The collapse of socialism in the 90s, the agenda of capitalist reforms, aggression and war pushed by world imperialism in all countries led to resurgence in the struggle of women. Women all over the world came out to oppose the devastating consequences of the capitalist reforms, to raise their voices against imperialist war and aggression. The contemporary women’s movement in India has seen women come out in large numbers, often in the forefront of the struggle, together with men, against the policies of liberalization, privatization and globalization, against the loot and plunder of their land and resources by the big monopolies, against state organized violence, for national rights, for their rights as workers and against all other forms of social oppression and degradation.

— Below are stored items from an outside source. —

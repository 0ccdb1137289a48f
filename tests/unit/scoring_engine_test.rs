//! Unit tests for route scoring against the stored rule table.

use std::sync::Arc;

use logitrack::gamification::{RuleTable, RuleUpdate, ScoringEngine};
use logitrack::routes::ClientStatsAggregator;
use logitrack::storage::{CollectionStore, MemoryStore};

fn store_with_average(client_id: &str, durations: &[f64]) -> Arc<dyn CollectionStore> {
    let store: Arc<dyn CollectionStore> = Arc::new(MemoryStore::new());
    let stats = ClientStatsAggregator::new(Arc::clone(&store));
    for d in durations {
        stats.update_client_route_stats(client_id, *d).unwrap();
    }
    store
}

#[test]
fn test_fast_five_star_stop_scores_100() {
    let store = store_with_average("c1", &[20.0]);
    let engine = ScoringEngine::new(store);
    assert_eq!(engine.calculate_route_points(12.0, 5, "c1").unwrap(), 100);
}

#[test]
fn test_unknown_client_gets_no_time_rules() {
    let store = store_with_average("c1", &[20.0]);
    let engine = ScoringEngine::new(store);
    // Volume + four stars, no fast bonus without history.
    assert_eq!(engine.calculate_route_points(1.0, 4, "c2").unwrap(), 30);
}

#[test]
fn test_slow_one_star_stop_is_negative() {
    let store = store_with_average("c1", &[20.0, 20.0]);
    let engine = ScoringEngine::new(store);
    // 10 - 40 - 30
    assert_eq!(engine.calculate_route_points(30.0, 1, "c1").unwrap(), -60);
}

#[test]
fn test_rule_edits_change_the_score() {
    let store = store_with_average("c1", &[20.0]);
    let rules = RuleTable::new(Arc::clone(&store));
    let engine = ScoringEngine::new(Arc::clone(&store));

    rules.set_enabled("rule-volume", false).unwrap();
    rules
        .update_rule(
            "rule-time-fast",
            RuleUpdate {
                threshold: Some(50.0),
                ..Default::default()
            },
        )
        .unwrap();

    // 40% faster no longer clears a 50% threshold.
    assert_eq!(engine.calculate_route_points(12.0, 5, "c1").unwrap(), 40);

    rules.reset_rules().unwrap();
    assert_eq!(engine.calculate_route_points(12.0, 5, "c1").unwrap(), 100);
}

#[test]
fn test_breakdown_reports_percentage() {
    let store = store_with_average("c1", &[10.0, 30.0]);
    let engine = ScoringEngine::new(store);

    let breakdown = engine.score(25.0, 3, "c1").unwrap();
    assert_eq!(breakdown.percentage_diff, Some(25.0));
    let ids: Vec<_> = breakdown
        .contributions
        .iter()
        .map(|c| (c.rule_id.as_str(), c.delta))
        .collect();
    assert_eq!(
        ids,
        vec![("rule-volume", 10), ("rule-star-3", 0), ("rule-time-slow", -30)]
    );
}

The picture that the bourgeoisie seeks to paint – that women can achieve liberation within the present society that is based on class exploitation – is a delusion.  Women should steer clear of such delusions. The unforgettable lesson from the history of the international women’s movement in the past century is that the struggle for women’s emancipation must be waged in close conjunction with the struggle led by the working class to get rid of all forms of exploitation in society.  Socialism and communism alone can lead to the complete emancipation of women; while the struggle for socialism and communism can succeed only if masses of women come forward to take active part in it.